The Physician Payment Sunshine Act, part of the healthcare reform bill, was adopted in March 2010. But it wasn’t until February 2013 that the U.S. Centers for Medicare & Medicaid Services (CMS) released final regulations to implement that act. (See “What the Sunshine Act brings to light,” AAOS Now, March 2013.)
Under the Sunshine Act, data on payments and gifts made to physicians and teaching hospitals by medical device and pharmaceutical companies must be publicly available on a searchable federal database, starting in September 2014. A recent survey of physicians indicates that most do not know about these requirements, and that 63 percent of those surveyed were “deeply concerned” about the searchable website.
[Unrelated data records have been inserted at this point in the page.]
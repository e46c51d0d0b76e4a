use std::sync::Arc;
use std::sync::atomic::{AtomicUsize, Ordering};
use std::thread;
use std::time::{Duration, Instant};

use async_trait::async_trait;
use cinefind_catalog::{CatalogError, Movie, MoviePage, MovieSource, SearchRequest};
use cinefind_tui::components::status::{EMPTY_MESSAGE, ERROR_MESSAGE};
use ratatui::Terminal;
use ratatui::backend::TestBackend;
use ratatui::crossterm::event::{
	KeyCode, KeyEvent, KeyModifiers, MouseButton, MouseEvent, MouseEventKind,
};

use super::{App, Focus, MovieSearch};
use crate::search::SearchStatus;

const TOTAL_PAGES: u32 = 3;

/// `batman` has three pages of two movies, `zzzzz` finds nothing and
/// `broken` fails.
#[derive(Default)]
struct ScriptedSource {
	calls: AtomicUsize,
}

#[async_trait]
impl MovieSource for ScriptedSource {
	async fn search(&self, request: &SearchRequest) -> Result<MoviePage, CatalogError> {
		self.calls.fetch_add(1, Ordering::SeqCst);
		let page = request.page.get();
		match request.query.as_str() {
			"broken" => Err(CatalogError::Status {
				status: 500,
				message: None,
			}),
			"zzzzz" => Ok(MoviePage {
				page,
				results: Vec::new(),
				total_pages: 0,
				total_results: 0,
			}),
			query => Ok(MoviePage {
				page,
				results: (1..=2)
					.map(|i| Movie {
						id: u64::from(page) * 10 + i,
						title: format!("{query} p{page} #{i}"),
						poster_path: None,
						overview: "A caped crusader.".into(),
						release_date: "1989-06-23".into(),
						vote_average: Some(7.5),
						backdrop_path: None,
					})
					.collect(),
				total_pages: TOTAL_PAGES,
				total_results: 2 * TOTAL_PAGES,
			}),
		}
	}
}

fn app_with(source: &Arc<ScriptedSource>, initial_query: Option<&str>) -> App<'static> {
	let mut search = MovieSearch::new(Arc::clone(source) as Arc<dyn MovieSource>);
	if let Some(query) = initial_query {
		search = search.with_initial_query(query);
	}
	let mut app = search.build().expect("app builds");
	settle(&mut app);
	app
}

/// Pump outcomes until nothing is pending.
fn settle(app: &mut App<'_>) {
	let deadline = Instant::now() + Duration::from_secs(5);
	while app.coordinator().pending().is_some() {
		assert!(Instant::now() < deadline, "fetch did not finish in time");
		app.pump_search_results();
		thread::sleep(Duration::from_millis(5));
	}
}

fn press(app: &mut App<'_>, code: KeyCode) -> Option<crate::SearchOutcome> {
	app.handle_key(KeyEvent::new(code, KeyModifiers::NONE))
		.expect("key handled")
}

fn type_text(app: &mut App<'_>, text: &str) {
	for c in text.chars() {
		press(app, KeyCode::Char(c));
	}
}

fn scroll_down(app: &mut App<'_>) {
	app.handle_mouse(MouseEvent {
		kind: MouseEventKind::ScrollDown,
		column: 0,
		row: 0,
		modifiers: KeyModifiers::NONE,
	});
}

fn click(app: &mut App<'_>, column: u16, row: u16) {
	app.handle_mouse(MouseEvent {
		kind: MouseEventKind::Down(MouseButton::Left),
		column,
		row,
		modifiers: KeyModifiers::NONE,
	});
}

fn render(app: &mut App<'_>) -> String {
	let mut terminal = Terminal::new(TestBackend::new(100, 30)).expect("terminal");
	terminal.draw(|frame| app.draw(frame)).expect("draw");
	terminal.backend().to_string()
}

#[test]
fn initial_query_loads_the_first_page() {
	let source = Arc::new(ScriptedSource::default());
	let mut app = app_with(&source, Some("batman"));

	assert_eq!(app.coordinator().status(), SearchStatus::Loaded);
	assert_eq!(app.coordinator().page().get(), 1);
	assert_eq!(app.coordinator().movies().len(), 2);

	let view = render(&mut app);
	assert!(view.contains("batman p1 #1"));
	assert!(view.contains("batman p1 #2"));
	assert!(view.contains("[1]"));
	assert!(view.contains("Movie search"));
}

#[test]
fn before_searching_the_idle_hint_is_shown() {
	let source = Arc::new(ScriptedSource::default());
	let mut app = app_with(&source, None);

	let view = render(&mut app);
	assert!(view.contains("Type a movie title"));
	assert!(!view.contains("[1]"));
}

#[test]
fn blank_submission_raises_a_toast_without_fetching() {
	let source = Arc::new(ScriptedSource::default());
	let mut app = app_with(&source, None);

	type_text(&mut app, "   ");
	press(&mut app, KeyCode::Enter);

	assert_eq!(source.calls.load(Ordering::SeqCst), 0);
	assert_eq!(app.coordinator().status(), SearchStatus::Idle);
	assert!(render(&mut app).contains("Please enter your search query."));
}

#[test]
fn submitting_clears_the_input_and_same_query_does_not_refetch() {
	let source = Arc::new(ScriptedSource::default());
	let mut app = app_with(&source, None);

	type_text(&mut app, "batman");
	press(&mut app, KeyCode::Enter);
	assert_eq!(app.input.text(), "");
	settle(&mut app);
	assert_eq!(source.calls.load(Ordering::SeqCst), 1);

	type_text(&mut app, " batman ");
	press(&mut app, KeyCode::Enter);
	assert_eq!(app.input.text(), "");
	assert!(app.coordinator().pending().is_none());
	assert_eq!(source.calls.load(Ordering::SeqCst), 1);
}

#[test]
fn empty_results_show_message_and_toast() {
	let source = Arc::new(ScriptedSource::default());
	let mut app = app_with(&source, Some("zzzzz"));

	assert_eq!(app.coordinator().status(), SearchStatus::Empty);
	let view = render(&mut app);
	assert!(view.contains(EMPTY_MESSAGE));
	assert!(view.contains("No movies found for your request."));
}

#[test]
fn failures_show_the_generic_error() {
	let source = Arc::new(ScriptedSource::default());
	let mut app = app_with(&source, Some("broken"));

	assert_eq!(app.coordinator().status(), SearchStatus::Failed);
	assert!(render(&mut app).contains(ERROR_MESSAGE));
}

#[test]
fn paging_from_the_grid_keeps_the_query() {
	let source = Arc::new(ScriptedSource::default());
	let mut app = app_with(&source, Some("batman"));

	press(&mut app, KeyCode::Tab);
	assert_eq!(app.focus(), Focus::Grid);

	press(&mut app, KeyCode::Char(']'));
	assert!(app.coordinator().is_loading());
	// Page one stays on screen until page two arrives.
	assert!(render(&mut app).contains("batman p1 #1"));
	settle(&mut app);
	assert_eq!(app.coordinator().page().get(), 2);
	assert!(render(&mut app).contains("batman p2 #1"));

	press(&mut app, KeyCode::PageDown);
	settle(&mut app);
	assert_eq!(app.coordinator().page().get(), 3);

	// Past the last page nothing happens.
	press(&mut app, KeyCode::Char(']'));
	assert!(app.coordinator().pending().is_none());
	assert_eq!(source.calls.load(Ordering::SeqCst), 3);

	press(&mut app, KeyCode::Char('['));
	settle(&mut app);
	assert_eq!(app.coordinator().page().get(), 2);
	assert_eq!(app.coordinator().query().map(|q| q.as_str()), Some("batman"));

	press(&mut app, KeyCode::Esc);
	assert_eq!(app.focus(), Focus::Input);
}

#[test]
fn overlay_captures_keys_and_locks_scrolling() {
	let source = Arc::new(ScriptedSource::default());
	let mut app = app_with(&source, Some("batman"));
	press(&mut app, KeyCode::Tab);

	press(&mut app, KeyCode::Enter);
	assert!(app.overlay_open());
	assert!(app.scroll_lock.is_locked());
	assert_eq!(app.coordinator().selection().map(|m| m.id), Some(11));

	press(&mut app, KeyCode::Down);
	press(&mut app, KeyCode::Char(']'));
	scroll_down(&mut app);
	assert_eq!(app.grid.selected(), Some(0));
	assert!(app.coordinator().pending().is_none());

	press(&mut app, KeyCode::Char('q'));
	assert!(!app.overlay_open());
	assert!(!app.scroll_lock.is_locked());
	assert!(app.coordinator().selection().is_none());

	scroll_down(&mut app);
	assert_eq!(app.grid.selected(), Some(1));
}

#[test]
fn escape_in_the_overlay_clears_the_selection() {
	let source = Arc::new(ScriptedSource::default());
	let mut app = app_with(&source, Some("batman"));
	press(&mut app, KeyCode::Tab);
	press(&mut app, KeyCode::Enter);
	assert!(app.scroll_lock.is_locked());

	assert!(press(&mut app, KeyCode::Esc).is_none());
	assert!(!app.overlay_open());
	assert!(app.coordinator().selection().is_none());
	assert!(!app.scroll_lock.is_locked());
	// The overlay swallowed the key, so the grid keeps focus.
	assert_eq!(app.focus(), Focus::Grid);
	assert_eq!(app.coordinator().status(), SearchStatus::Loaded);
}

#[test]
fn clicking_a_card_opens_it_and_clicking_outside_closes_it() {
	let source = Arc::new(ScriptedSource::default());
	let mut app = app_with(&source, Some("batman"));
	// 100x30 frame: the grid starts at (1, 3) with three 32-column cards.
	render(&mut app);

	click(&mut app, 40, 5);
	assert!(app.overlay_open());
	assert_eq!(app.focus(), Focus::Grid);
	assert_eq!(app.coordinator().selection().map(|m| m.id), Some(12));
	assert!(app.scroll_lock.is_locked());

	// Inside the popup nothing changes.
	click(&mut app, 50, 15);
	assert!(app.overlay_open());

	click(&mut app, 2, 1);
	assert!(!app.overlay_open());
	assert!(app.coordinator().selection().is_none());
	assert!(!app.scroll_lock.is_locked());

	// An empty slot opens nothing.
	click(&mut app, 80, 5);
	assert!(!app.overlay_open());
}

#[test]
fn undelivered_fetch_fails_the_search() {
	let source = Arc::new(ScriptedSource::default());
	let mut app = app_with(&source, None);
	app.fetcher.shutdown();

	type_text(&mut app, "batman");
	press(&mut app, KeyCode::Enter);

	assert_eq!(app.coordinator().status(), SearchStatus::Failed);
	assert!(app.coordinator().pending().is_none());
	assert_eq!(source.calls.load(Ordering::SeqCst), 0);
	assert!(render(&mut app).contains(ERROR_MESSAGE));
}

#[test]
fn accepting_from_the_overlay_returns_the_movie() {
	let source = Arc::new(ScriptedSource::default());
	let mut app = app_with(&source, Some("batman"));
	press(&mut app, KeyCode::Tab);
	press(&mut app, KeyCode::Right);
	press(&mut app, KeyCode::Enter);
	let view = render(&mut app);
	assert!(view.contains("batman p1 #2"));
	assert!(view.contains("Release Date: 1989-06-23"));
	assert!(view.contains("Rating: 7.5/10"));

	let outcome = press(&mut app, KeyCode::Enter).expect("outcome");
	assert!(outcome.accepted);
	assert_eq!(outcome.query.as_deref(), Some("batman"));
	assert_eq!(
		outcome.selected_movie().map(|m| m.title.as_str()),
		Some("batman p1 #2")
	);
	assert!(!app.scroll_lock.is_locked());
}

#[test]
fn escape_from_the_input_cancels() {
	let source = Arc::new(ScriptedSource::default());
	let mut app = app_with(&source, None);

	let outcome = press(&mut app, KeyCode::Esc).expect("outcome");
	assert!(!outcome.accepted);
	assert!(outcome.query.is_none());
	assert!(outcome.selection.is_none());
}

#[test]
fn ctrl_c_quits_and_teardown_releases_the_lock() {
	let source = Arc::new(ScriptedSource::default());
	let mut app = app_with(&source, Some("batman"));
	press(&mut app, KeyCode::Tab);
	press(&mut app, KeyCode::Enter);
	let lock = app.scroll_lock.clone();
	assert!(lock.is_locked());

	let outcome = app
		.handle_key(KeyEvent::new(KeyCode::Char('c'), KeyModifiers::CONTROL))
		.expect("key handled")
		.expect("outcome");
	assert!(!outcome.accepted);
	assert_eq!(outcome.query.as_deref(), Some("batman"));

	drop(app);
	assert!(!lock.is_locked());
}

#[test]
fn new_query_starts_again_from_page_one() {
	let source = Arc::new(ScriptedSource::default());
	let mut app = app_with(&source, Some("batman"));
	press(&mut app, KeyCode::Tab);
	press(&mut app, KeyCode::Char(']'));
	settle(&mut app);
	assert_eq!(app.coordinator().page().get(), 2);

	press(&mut app, KeyCode::Tab);
	type_text(&mut app, "superman");
	press(&mut app, KeyCode::Enter);
	settle(&mut app);

	assert_eq!(app.coordinator().page().get(), 1);
	assert!(render(&mut app).contains("superman p1 #1"));
}
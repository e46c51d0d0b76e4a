use std::fmt;

/// Where a configuration value came from, for error messages.
#[derive(Debug, Clone, PartialEq, Eq)]
pub(crate) enum SettingSource {
	CliFlag(&'static str),
	Environment(&'static str),
	ConfigKey(&'static str),
}

impl fmt::Display for SettingSource {
	fn fmt(&self, f: &mut fmt::Formatter<'_>) -> fmt::Result {
		match self {
			Self::CliFlag(flag) => write!(f, "CLI flag `{flag}`"),
			Self::Environment(var) => write!(f, "environment variable `{var}`"),
			Self::ConfigKey(key) => write!(f, "configuration key `{key}`"),
		}
	}
}

#[derive(Debug, Default, Clone)]
pub(crate) struct ConfigSources {
	pub(crate) theme: Option<SettingSource>,
	pub(crate) toast_seconds: Option<SettingSource>,
	pub(crate) base_url: Option<SettingSource>,
}

impl ConfigSources {
	pub(crate) fn source_for_theme(&self) -> SettingSource {
		self.theme
			.clone()
			.unwrap_or(SettingSource::ConfigKey("ui.theme"))
	}

	pub(crate) fn source_for_toast_seconds(&self) -> SettingSource {
		self.toast_seconds
			.clone()
			.unwrap_or(SettingSource::ConfigKey("ui.toast_seconds"))
	}

	pub(crate) fn source_for_base_url(&self) -> SettingSource {
		self.base_url
			.clone()
			.unwrap_or(SettingSource::ConfigKey("api.base_url"))
	}
}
This article provides a broad summary of the Act and regulations; specific questions should be referred to knowledgeable healthcare counsel.
How will the reporting process work?
Medical device and pharmaceutical companies will submit annual reports to CMS of “payments or other transfers of value” made to physicians or teaching hospitals. “Payments or other transfers of value” include the transfer of anything of value, although certain identified payments are excluded (such as those less than $10/$100 aggregate annual, certain educational materials, and in-kind items for charity care).
Under the Sunshine Act, the following information must be reported:
- the name and address of the physician
- the amount and date of the payment
- the form of the payment, such as cash or stocks
- the nature of the payment, such as consulting fees, gifts, or entertainment expenses
In addition, companies and group purchasing organizations (GPOs) must annually report information about ownership or investment interests held by physicians and members of their immediate families. CMS is currently developing an electronic system to assist with the reporting process.
Before the collected information is posted to the public website, companies, GPOs, and physicians will have 45 days to review and correct the information. The companies will have an additional 15 days to correct the erroneous information before submitting and attesting to the updated information to finalize the data submission.
If a dispute cannot be resolved within the stipulated timeframe, CMS will publish the most recent attested information, with the data marked as “disputed” while the parties work on a resolution.
Terms to understand
Indirect payments or transfers of value—Transfers made by medical device or pharmaceutical companies or GPOs to a covered recipient (physician or teaching hospital) through a third party (such as a medical professional society or nonphysician provider). Payments must be reported if the companies or GPOs require or otherwise cause the third party to select a specific recipient. However, if the companies or GPOs are not aware of or do not know the identity of the recipient, the indirect payments are excluded from the reporting requirements.
Educational materials—Educational materials such as anatomic models that are ultimately intended to be used with patients are excluded from the reporting requirements. Overhead expenses, such as printing and time, are included in the educational materials exclusion so long as they are directly related to the development of the materials and the materials directly benefit patients or are intended for patient use. However, medical device and pharmaceutical companies must report the costs of educational materials provided to physicians for their own education that do not “directly” benefit patients.
Payments of less than $10; incidental items—Payments of less than $10 do not need to be reported unless total payments to the physician exceed $100 annually. The $10 threshold will increase every year according to the consumer price index. Incidental items worth less than $10 (eg, pens and note pads) provided at large-scale conferences do not have to be reported, nor do samples or coupons intended for patient use.
Food and beverage allocations—If the per person cost exceeds the minimum threshold amount ($10 per event), companies must report the food and beverage as a payment or other transfer of value for each covered recipient who actually participates in the group meal. Companies do not have to track or report food or drinks, such as buffet meals or coffee, made generally available at a conference or large-scale event.
Continuing medical education (CME) expenses—Medical device and pharmaceutical companies are not required to report payments made to a speaker at a CME program if the following conditions are met:
- The program meets requirements and standards of one of several groups, including the Accreditation Council for Continuing Medical Education or the American Medical Association.
- The company does not select the speaker or give the CME provider a distinct, identifiable set of individuals to be considered as speakers for the program.
- The company does not directly pay the covered recipient speaker.
Companies need not report payments made to CME providers that are used to subsidize attendees’ tuition fees, but must report payments or other transfers of value, such as travel and meals, associated with attendance at an educational event. Companies also must report payments or transfers of value related to unaccredited or noncertified educational programs.
Research-related payments—All research-related payments will be included on the public website, even if the product has never received clearance from the U.S. Food and Drug Administration. However, companies will report research-related payments separately, using a different template. Companies will not need to indicate whether the research payment was direct or indirect, and should report each research payment once as a single interaction.
The name of the entity paid and the name(s) of the principal investigator(s) must be provided. In addition, the following information will generally be required:
- the study name
- the name of the covered product
- the National Drug Code, if any
However, the CMS will allow for slight modification for reporting related to preclinical research. The total research payment amount should include the “aggregated amount of any payments for services included in the written agreement/research protocol,” including costs associated with patient care (such as diagnoses, examinations, laboratory expenses, healthcare professional times), the provision of study drugs, devices, biological and medical supplies, and other in-kind items.
Richard N. Peterson, JD, is the AAOS General Counsel.